Work instructions:
Write out the listing below exactly, beginning at its first line and ending with the line that contains "let (read_half, writer)".

Input:
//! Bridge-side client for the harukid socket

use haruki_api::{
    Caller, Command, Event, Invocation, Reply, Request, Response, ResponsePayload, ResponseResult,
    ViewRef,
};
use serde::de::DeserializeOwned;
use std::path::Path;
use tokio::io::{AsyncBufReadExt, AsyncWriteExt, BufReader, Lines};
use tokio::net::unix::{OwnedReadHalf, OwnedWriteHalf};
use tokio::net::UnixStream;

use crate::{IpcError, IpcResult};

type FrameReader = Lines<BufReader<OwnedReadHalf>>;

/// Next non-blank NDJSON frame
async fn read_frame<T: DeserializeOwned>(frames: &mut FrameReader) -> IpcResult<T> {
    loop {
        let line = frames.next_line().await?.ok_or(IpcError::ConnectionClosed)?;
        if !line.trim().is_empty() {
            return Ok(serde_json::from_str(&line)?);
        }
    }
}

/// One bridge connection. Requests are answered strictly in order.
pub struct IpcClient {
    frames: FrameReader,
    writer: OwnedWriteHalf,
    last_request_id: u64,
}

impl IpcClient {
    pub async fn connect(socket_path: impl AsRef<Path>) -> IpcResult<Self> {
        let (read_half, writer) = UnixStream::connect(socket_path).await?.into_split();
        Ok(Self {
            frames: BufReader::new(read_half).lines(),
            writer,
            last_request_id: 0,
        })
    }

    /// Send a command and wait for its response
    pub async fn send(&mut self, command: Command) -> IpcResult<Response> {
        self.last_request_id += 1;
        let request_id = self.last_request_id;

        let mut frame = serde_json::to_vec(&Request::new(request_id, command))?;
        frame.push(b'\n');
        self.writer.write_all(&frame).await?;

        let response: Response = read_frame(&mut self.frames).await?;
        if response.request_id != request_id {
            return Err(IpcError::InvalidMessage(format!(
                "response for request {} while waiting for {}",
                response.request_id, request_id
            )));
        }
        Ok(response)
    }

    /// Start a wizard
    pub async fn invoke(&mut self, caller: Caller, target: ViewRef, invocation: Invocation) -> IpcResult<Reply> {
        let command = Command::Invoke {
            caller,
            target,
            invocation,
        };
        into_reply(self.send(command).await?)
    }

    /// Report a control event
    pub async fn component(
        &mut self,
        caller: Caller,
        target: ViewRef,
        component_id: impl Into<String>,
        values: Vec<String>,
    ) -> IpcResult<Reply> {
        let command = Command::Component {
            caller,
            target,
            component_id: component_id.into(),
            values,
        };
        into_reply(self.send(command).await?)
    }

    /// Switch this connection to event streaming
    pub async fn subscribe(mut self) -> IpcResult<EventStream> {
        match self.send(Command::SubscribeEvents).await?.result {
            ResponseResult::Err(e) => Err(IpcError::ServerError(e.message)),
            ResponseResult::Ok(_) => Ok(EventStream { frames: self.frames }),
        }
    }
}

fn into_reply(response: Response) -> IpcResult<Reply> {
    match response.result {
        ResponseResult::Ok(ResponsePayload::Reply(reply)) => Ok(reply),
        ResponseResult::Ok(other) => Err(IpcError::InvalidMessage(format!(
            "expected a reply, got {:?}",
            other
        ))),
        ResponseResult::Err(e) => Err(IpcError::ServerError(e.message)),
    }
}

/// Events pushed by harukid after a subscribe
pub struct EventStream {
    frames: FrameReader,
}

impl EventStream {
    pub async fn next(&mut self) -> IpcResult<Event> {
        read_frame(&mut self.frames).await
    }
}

Reply to the task:
//! Bridge-side client for the harukid socket

use haruki_api::{
    Caller, Command, Event, Invocation, Reply, Request, Response, ResponsePayload, ResponseResult,
    ViewRef,
};
use serde::de::DeserializeOwned;
use std::path::Path;
use tokio::io::{AsyncBufReadExt, AsyncWriteExt, BufReader, Lines};
use tokio::net::unix::{OwnedReadHalf, OwnedWriteHalf};
use tokio::net::UnixStream;

use crate::{IpcError, IpcResult};

type FrameReader = Lines<BufReader<OwnedReadHalf>>;

/// Next non-blank NDJSON frame
async fn read_frame<T: DeserializeOwned>(frames: &mut FrameReader) -> IpcResult<T> {
    loop {
        let line = frames.next_line().await?.ok_or(IpcError::ConnectionClosed)?;
        if !line.trim().is_empty() {
            return Ok(serde_json::from_str(&line)?);
        }
    }
}

/// One bridge connection. Requests are answered strictly in order.
pub struct IpcClient {
    frames: FrameReader,
    writer: OwnedWriteHalf,
    last_request_id: u64,
}

impl IpcClient {
    pub async fn connect(socket_path: impl AsRef<Path>) -> IpcResult<Self> {
        let (read_half, writer) = UnixStream::connect(socket_path).await?.into_split();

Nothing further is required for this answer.